Angie Marr said her son came home one night and told her that Andino was bragging about torturing the dog. Soon after, he reported the incident to the veterinarian who was treating Miracle, she said. "My son did come forward," Marr said. "Nobody came here to find him." Joshua Faulk's mother, Camelia, said investigators sought out her son after one of the other boys told them he knew something about the crime. Faulk said her son, who was in a juvenile facility at the time, was taken to the State Attorney's Office in Dade City for questioning. "He could have said he didn't know nothing," she said. "It's the principle of the thing. A man is only as good as his word."

Doug Tobin, a spokesman for the Pasco County Sheriff's Office, said Andino's arrest followed a joint investigation by the sheriff's office and Pasco County Animal Control. The deputy who investigated for the sheriff's office has said he thinks the four boys should get the reward, Tobin said. "If they wouldn't have talked to [animal control's] investigators or to him, they wouldn't have had a case at all," Tobin said. "That's why he feels the kids should get the reward."

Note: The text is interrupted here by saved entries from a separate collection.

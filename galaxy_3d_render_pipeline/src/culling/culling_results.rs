/// Culling parameters and results.

use glam::{Mat4, Vec3};
use crate::camera::{Camera, Frustum};

/// Host identifier of a renderer
#[derive(Debug, Clone, Copy, PartialEq, Eq, Hash, PartialOrd, Ord)]
pub struct RendererId(pub u32);

/// Parameters of one visibility query
#[derive(Debug, Clone, Copy)]
pub struct CullingParameters {
    pub view_matrix: Mat4,
    pub frustum: Frustum,
    pub camera_position: Vec3,
    pub far_clip: f32,
    /// Shadow casters farther than this are not requested
    pub shadow_distance: f32,
}

impl CullingParameters {
    /// Derive culling parameters from a camera.
    ///
    /// Returns `None` when the camera has no pixels, invalid clip planes,
    /// a singular or non-finite view/projection, or a degenerate frustum.
    /// `shadow_distance` starts at the far plane.
    pub fn from_camera(camera: &Camera) -> Option<Self> {
        if camera.pixel_width() == 0 || camera.pixel_height() == 0 {
            return None;
        }
        let (near, far) = (camera.near_clip(), camera.far_clip());
        if !(near.is_finite() && far.is_finite() && near > 0.0 && far > near) {
            return None;
        }

        let view = *camera.view_matrix();
        let projection = *camera.projection_matrix();
        if !view.is_finite() || !projection.is_finite() {
            return None;
        }
        if view.determinant().abs() <= f32::EPSILON || projection.determinant().abs() <= f32::EPSILON {
            return None;
        }

        let frustum = Frustum::from_view_projection(&camera.view_projection_matrix())?;
        let camera_position = view.inverse().w_axis.truncate();

        Some(Self {
            view_matrix: view,
            frustum,
            camera_position,
            far_clip: far,
            shadow_distance: far,
        })
    }
}

/// A renderer that passed culling
#[derive(Debug, Clone, PartialEq)]
pub struct VisibleRenderer {
    pub id: RendererId,
    /// Light mode tag of the renderer's shader pass
    pub shader_tag: String,
    pub render_queue: u32,
    /// Material identity, used to bucket draws by state
    pub material_id: u32,
    /// Distance along the camera's view direction
    pub view_depth: f32,
    pub rendering_layer_mask: u32,
}

/// Light type
#[derive(Debug, Clone, Copy, PartialEq, Eq)]
pub enum LightKind {
    Directional,
    Spot,
    Point,
}

/// A light that affects the visible volume
#[derive(Debug, Clone, Copy, PartialEq)]
pub struct VisibleLight {
    pub kind: LightKind,
    pub casts_shadows: bool,
    pub rendering_layer_mask: u32,
}

/// Output of a visibility query, read-only for the rest of the frame
#[derive(Debug, Clone, Default)]
pub struct CullingResults {
    pub renderers: Vec<VisibleRenderer>,
    pub lights: Vec<VisibleLight>,
    /// Renderers within shadow distance that cast shadows
    pub shadow_caster_count: usize,
    /// Shadow distance the query ran with
    pub shadow_distance: f32,
}

impl CullingResults {
    /// Whether any light of `kinds` passing `light_mask` casts visible shadows
    pub fn has_shadowed_light(&self, kinds: &[LightKind], light_mask: u32) -> bool {
        self.shadow_caster_count > 0
            && self.lights.iter().any(|light| {
                light.casts_shadows
                    && kinds.contains(&light.kind)
                    && light.rendering_layer_mask & light_mask != 0
            })
    }
}
/// Renderer list construction and draw ordering.
///
/// Sorting uses a packed 64-bit key (queue, quantized depth, material) radix
/// sorted with `rdst`; the renderer's position in the culling results breaks
/// ties so the order is deterministic.

use bitflags::bitflags;
use rdst::{RadixKey, RadixSort};
use crate::culling::{CullingResults, RendererId};
use crate::graphics_device::MaterialHandle;

bitflags! {
    /// Per-object data uploaded with each draw
    #[derive(Debug, Clone, Copy, PartialEq, Eq, Hash)]
    pub struct PerObjectData: u32 {
        const LIGHT_PROBE = 1 << 0;
        const REFLECTION_PROBES = 1 << 1;
        const LIGHT_PROBE_PROXY_VOLUME = 1 << 2;
        const LIGHTMAPS = 1 << 3;
        const LIGHT_DATA = 1 << 4;
        const LIGHT_INDICES = 1 << 5;
        const OCCLUSION_PROBE = 1 << 6;
        const OCCLUSION_PROBE_PROXY_VOLUME = 1 << 7;
        const SHADOW_MASK = 1 << 8;
    }
}

impl PerObjectData {
    /// Data every lit renderer receives
    pub fn standard() -> Self {
        PerObjectData::REFLECTION_PROBES
            | PerObjectData::LIGHTMAPS
            | PerObjectData::SHADOW_MASK
            | PerObjectData::LIGHT_PROBE
            | PerObjectData::OCCLUSION_PROBE
            | PerObjectData::LIGHT_PROBE_PROXY_VOLUME
            | PerObjectData::OCCLUSION_PROBE_PROXY_VOLUME
    }

    /// Per-object light list
    pub fn lights_per_object() -> Self {
        PerObjectData::LIGHT_DATA | PerObjectData::LIGHT_INDICES
    }
}

/// Inclusive render queue range
#[derive(Debug, Clone, Copy, PartialEq, Eq)]
pub struct RenderQueueRange {
    pub min: u32,
    pub max: u32,
}

impl RenderQueueRange {
    pub const OPAQUE: RenderQueueRange = RenderQueueRange { min: 0, max: 2500 };
    pub const TRANSPARENT: RenderQueueRange = RenderQueueRange { min: 2501, max: 5000 };
    pub const ALL: RenderQueueRange = RenderQueueRange { min: 0, max: 5000 };

    pub fn contains(&self, queue: u32) -> bool {
        (self.min..=self.max).contains(&queue)
    }
}

/// Draw ordering
#[derive(Debug, Clone, Copy, PartialEq, Eq)]
pub enum SortingCriteria {
    /// Keep culling order
    None,
    /// Queue, then front-to-back, then material
    CommonOpaque,
    /// Queue, then back-to-front, then material
    CommonTransparent,
}

/// What to draw and how
#[derive(Debug, Clone, PartialEq)]
pub struct RendererListDesc {
    pub shader_tags: &'static [&'static str],
    pub queue_range: RenderQueueRange,
    pub sorting: SortingCriteria,
    pub per_object_data: PerObjectData,
    pub rendering_layer_mask: u32,
    /// Material replacing every renderer's own
    pub override_material: Option<MaterialHandle>,
}

/// Sort entry: packed key plus culling index
#[derive(Debug, Clone, Copy, PartialEq, Eq)]
pub struct DrawKey {
    pub key: u64,
    pub index: u32,
}

impl RadixKey for DrawKey {
    // 4 index bytes (least significant) then 8 key bytes
    const LEVELS: usize = 12;

    #[inline]
    fn get_level(&self, level: usize) -> u8 {
        if level < 4 {
            (self.index >> (level * 8)) as u8
        } else {
            (self.key >> ((level - 4) * 8)) as u8
        }
    }
}

const DEPTH_BITS: u32 = 24;
const MATERIAL_BITS: u32 = 24;
const DEPTH_MAX: u64 = (1 << DEPTH_BITS) - 1;
const MATERIAL_MASK: u64 = (1 << MATERIAL_BITS) - 1;

impl DrawKey {
    /// Pack queue, depth and material for `sorting`.
    ///
    /// Depth is normalized by `far_clip` and quantized to 24 bits; transparent
    /// sorting inverts it so farther renderers come first.
    pub fn pack(
        sorting: SortingCriteria,
        render_queue: u32,
        view_depth: f32,
        far_clip: f32,
        material_id: u32,
        index: u32,
    ) -> Self {
        let normalized = if far_clip > 0.0 { (view_depth / far_clip).clamp(0.0, 1.0) } else { 0.0 };
        let depth = (normalized as f64 * DEPTH_MAX as f64) as u64;
        let depth = match sorting {
            SortingCriteria::CommonTransparent => DEPTH_MAX - depth,
            _ => depth,
        };
        let key = match sorting {
            SortingCriteria::None => 0,
            _ => ((render_queue as u64 & 0xFFFF) << (DEPTH_BITS + MATERIAL_BITS))
                | (depth << MATERIAL_BITS)
                | (material_id as u64 & MATERIAL_MASK),
        };
        Self { key, index }
    }
}

/// Filtered and ordered renderers ready to draw
#[derive(Debug, Clone, PartialEq)]
pub struct RendererList {
    pub desc: RendererListDesc,
    pub renderers: Vec<RendererId>,
}

impl RendererList {
    /// Select and order renderers from `culling`
    pub fn build(desc: RendererListDesc, culling: &CullingResults, far_clip: f32) -> Self {
        let mut keys: Vec<DrawKey> = culling
            .renderers
            .iter()
            .enumerate()
            .filter(|(_, renderer)| {
                desc.queue_range.contains(renderer.render_queue)
                    && renderer.rendering_layer_mask & desc.rendering_layer_mask != 0
                    && desc.shader_tags.contains(&renderer.shader_tag.as_str())
            })
            .map(|(index, renderer)| {
                DrawKey::pack(
                    desc.sorting,
                    renderer.render_queue,
                    renderer.view_depth,
                    far_clip,
                    renderer.material_id,
                    index as u32,
                )
            })
            .collect();

        keys.radix_sort_unstable();

        let renderers = keys
            .iter()
            .map(|draw| culling.renderers[draw.index as usize].id)
            .collect();
        Self { desc, renderers }
    }

    pub fn is_empty(&self) -> bool {
        self.renderers.is_empty()
    }

    pub fn len(&self) -> usize {
        self.renderers.len()
    }
}

#[cfg(test)]
#[path = "renderer_list_tests.rs"]
mod tests;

Amid the ongoing debate about the reward money, Miracle went to a new home. Gary Franckewich, the Zephyrhills carpenter who found the pup on a job site in Crystal Springs, brought her home from the Crystal Springs Veterinary Clinic on Easter Sunday. Franckewich said Miracle and his other dog, Timber, a German Shepherd-pit bull mix, get along great. "I was worried about Timber dominating her because she was so small," he said. "But it's the other way around. Miracle came home and said, 'This is my house.'"
Source: TBO News - April 23, 2006
Update posted on Apr 23, 2006 - 11:33AM 
Angel Andino's grandmother maintains her grandson didn't torture a mixed-breed puppy found mutilated in December. But Marie Andino was on hand April 4 as her 14-year-old grandson pleaded no contest to an animal cruelty charge in juvenile court.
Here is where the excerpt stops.